» **TASK PROMPT**: From the entries, filter out every line that lacks "stdout" and copy the rest.

-------- DATASET

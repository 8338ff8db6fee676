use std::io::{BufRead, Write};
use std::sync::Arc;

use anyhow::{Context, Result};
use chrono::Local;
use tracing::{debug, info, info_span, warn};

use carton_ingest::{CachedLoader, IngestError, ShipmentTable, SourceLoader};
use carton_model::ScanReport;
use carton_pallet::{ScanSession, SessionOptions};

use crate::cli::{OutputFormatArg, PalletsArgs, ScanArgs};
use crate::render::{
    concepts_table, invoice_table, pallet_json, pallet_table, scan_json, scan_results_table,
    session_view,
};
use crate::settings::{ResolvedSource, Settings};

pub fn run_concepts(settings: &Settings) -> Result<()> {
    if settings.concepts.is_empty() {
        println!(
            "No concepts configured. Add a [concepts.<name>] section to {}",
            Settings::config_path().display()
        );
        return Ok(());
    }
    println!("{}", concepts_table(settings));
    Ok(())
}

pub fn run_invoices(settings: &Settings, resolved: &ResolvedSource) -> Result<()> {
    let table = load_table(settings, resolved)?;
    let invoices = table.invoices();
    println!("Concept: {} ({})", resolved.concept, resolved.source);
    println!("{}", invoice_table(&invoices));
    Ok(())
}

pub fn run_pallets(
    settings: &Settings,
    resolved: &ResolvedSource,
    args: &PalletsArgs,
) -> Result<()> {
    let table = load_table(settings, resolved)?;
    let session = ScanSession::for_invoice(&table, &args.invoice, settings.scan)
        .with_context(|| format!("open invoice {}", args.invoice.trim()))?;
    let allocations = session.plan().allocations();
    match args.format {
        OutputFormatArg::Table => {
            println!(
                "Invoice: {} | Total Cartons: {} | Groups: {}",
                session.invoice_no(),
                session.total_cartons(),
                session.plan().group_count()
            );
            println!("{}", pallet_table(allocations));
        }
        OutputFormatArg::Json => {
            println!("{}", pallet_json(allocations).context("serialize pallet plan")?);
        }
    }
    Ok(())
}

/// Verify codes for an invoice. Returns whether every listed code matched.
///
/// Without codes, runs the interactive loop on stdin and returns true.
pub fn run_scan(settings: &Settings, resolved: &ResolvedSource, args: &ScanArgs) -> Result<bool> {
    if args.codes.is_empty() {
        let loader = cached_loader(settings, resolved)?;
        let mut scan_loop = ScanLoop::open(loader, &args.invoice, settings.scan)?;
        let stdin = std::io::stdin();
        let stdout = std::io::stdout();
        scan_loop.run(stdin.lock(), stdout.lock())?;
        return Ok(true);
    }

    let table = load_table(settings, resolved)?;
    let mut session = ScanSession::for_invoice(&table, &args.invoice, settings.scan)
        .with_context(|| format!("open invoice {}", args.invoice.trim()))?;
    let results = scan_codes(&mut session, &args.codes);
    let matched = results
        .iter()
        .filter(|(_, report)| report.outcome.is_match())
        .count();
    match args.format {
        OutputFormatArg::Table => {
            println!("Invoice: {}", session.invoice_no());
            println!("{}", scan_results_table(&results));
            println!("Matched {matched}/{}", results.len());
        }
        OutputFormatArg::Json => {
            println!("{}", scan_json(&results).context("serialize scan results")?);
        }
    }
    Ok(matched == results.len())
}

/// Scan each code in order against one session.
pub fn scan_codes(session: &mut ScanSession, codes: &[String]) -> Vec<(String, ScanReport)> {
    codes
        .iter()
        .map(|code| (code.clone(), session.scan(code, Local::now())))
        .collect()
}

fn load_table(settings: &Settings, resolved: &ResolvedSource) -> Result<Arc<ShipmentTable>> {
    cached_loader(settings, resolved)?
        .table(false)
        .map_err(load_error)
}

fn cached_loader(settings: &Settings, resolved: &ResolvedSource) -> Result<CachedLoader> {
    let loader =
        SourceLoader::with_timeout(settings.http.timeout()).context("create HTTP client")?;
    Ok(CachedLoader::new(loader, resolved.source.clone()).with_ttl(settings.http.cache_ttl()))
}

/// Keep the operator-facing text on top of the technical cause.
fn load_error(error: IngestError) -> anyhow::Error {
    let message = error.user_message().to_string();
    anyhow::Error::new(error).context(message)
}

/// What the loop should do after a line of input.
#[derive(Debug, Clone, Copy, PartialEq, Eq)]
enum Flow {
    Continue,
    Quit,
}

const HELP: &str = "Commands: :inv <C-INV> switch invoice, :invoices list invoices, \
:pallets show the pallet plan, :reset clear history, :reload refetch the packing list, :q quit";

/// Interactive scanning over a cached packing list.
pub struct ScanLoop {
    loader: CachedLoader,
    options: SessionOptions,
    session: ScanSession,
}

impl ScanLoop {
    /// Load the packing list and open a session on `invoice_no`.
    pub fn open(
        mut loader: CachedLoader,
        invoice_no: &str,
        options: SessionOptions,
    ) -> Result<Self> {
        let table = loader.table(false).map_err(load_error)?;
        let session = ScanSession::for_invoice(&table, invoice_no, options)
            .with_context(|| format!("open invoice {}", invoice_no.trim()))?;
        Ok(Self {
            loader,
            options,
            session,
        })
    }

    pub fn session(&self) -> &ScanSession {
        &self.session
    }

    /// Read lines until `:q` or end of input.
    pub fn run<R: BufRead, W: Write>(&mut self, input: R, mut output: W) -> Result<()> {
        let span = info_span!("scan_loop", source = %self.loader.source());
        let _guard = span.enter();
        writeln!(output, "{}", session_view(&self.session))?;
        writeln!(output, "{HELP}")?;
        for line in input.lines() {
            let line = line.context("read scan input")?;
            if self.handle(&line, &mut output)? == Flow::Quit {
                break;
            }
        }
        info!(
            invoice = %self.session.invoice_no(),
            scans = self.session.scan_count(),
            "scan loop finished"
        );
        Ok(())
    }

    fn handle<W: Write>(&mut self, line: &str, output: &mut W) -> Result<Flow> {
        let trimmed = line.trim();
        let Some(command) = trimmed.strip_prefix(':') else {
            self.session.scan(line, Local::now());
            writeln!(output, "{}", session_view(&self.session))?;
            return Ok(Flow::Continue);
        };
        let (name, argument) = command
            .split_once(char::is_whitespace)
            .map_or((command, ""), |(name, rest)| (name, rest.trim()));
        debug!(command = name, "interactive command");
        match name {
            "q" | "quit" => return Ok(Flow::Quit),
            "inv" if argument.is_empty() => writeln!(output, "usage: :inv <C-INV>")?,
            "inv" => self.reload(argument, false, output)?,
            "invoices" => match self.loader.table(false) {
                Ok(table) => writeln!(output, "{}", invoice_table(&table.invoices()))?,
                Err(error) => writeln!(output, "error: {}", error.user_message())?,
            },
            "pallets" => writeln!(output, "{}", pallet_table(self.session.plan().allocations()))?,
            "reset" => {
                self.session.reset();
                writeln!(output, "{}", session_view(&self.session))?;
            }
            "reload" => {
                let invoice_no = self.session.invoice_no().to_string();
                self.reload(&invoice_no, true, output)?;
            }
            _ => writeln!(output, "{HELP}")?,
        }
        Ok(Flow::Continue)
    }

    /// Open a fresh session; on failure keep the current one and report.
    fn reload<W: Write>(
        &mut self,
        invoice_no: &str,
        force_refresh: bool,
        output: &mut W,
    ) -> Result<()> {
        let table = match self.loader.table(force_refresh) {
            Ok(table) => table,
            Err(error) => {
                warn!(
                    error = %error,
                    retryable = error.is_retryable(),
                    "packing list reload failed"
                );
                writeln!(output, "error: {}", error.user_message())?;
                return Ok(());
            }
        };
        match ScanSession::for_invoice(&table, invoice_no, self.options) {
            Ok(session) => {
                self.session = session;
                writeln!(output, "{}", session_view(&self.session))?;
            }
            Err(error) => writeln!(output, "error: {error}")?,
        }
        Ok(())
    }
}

----------------

» **YOUR RESPONSE**:
        let stdout = std::io::stdout();
        scan_loop.run(stdin.lock(), stdout.lock())?;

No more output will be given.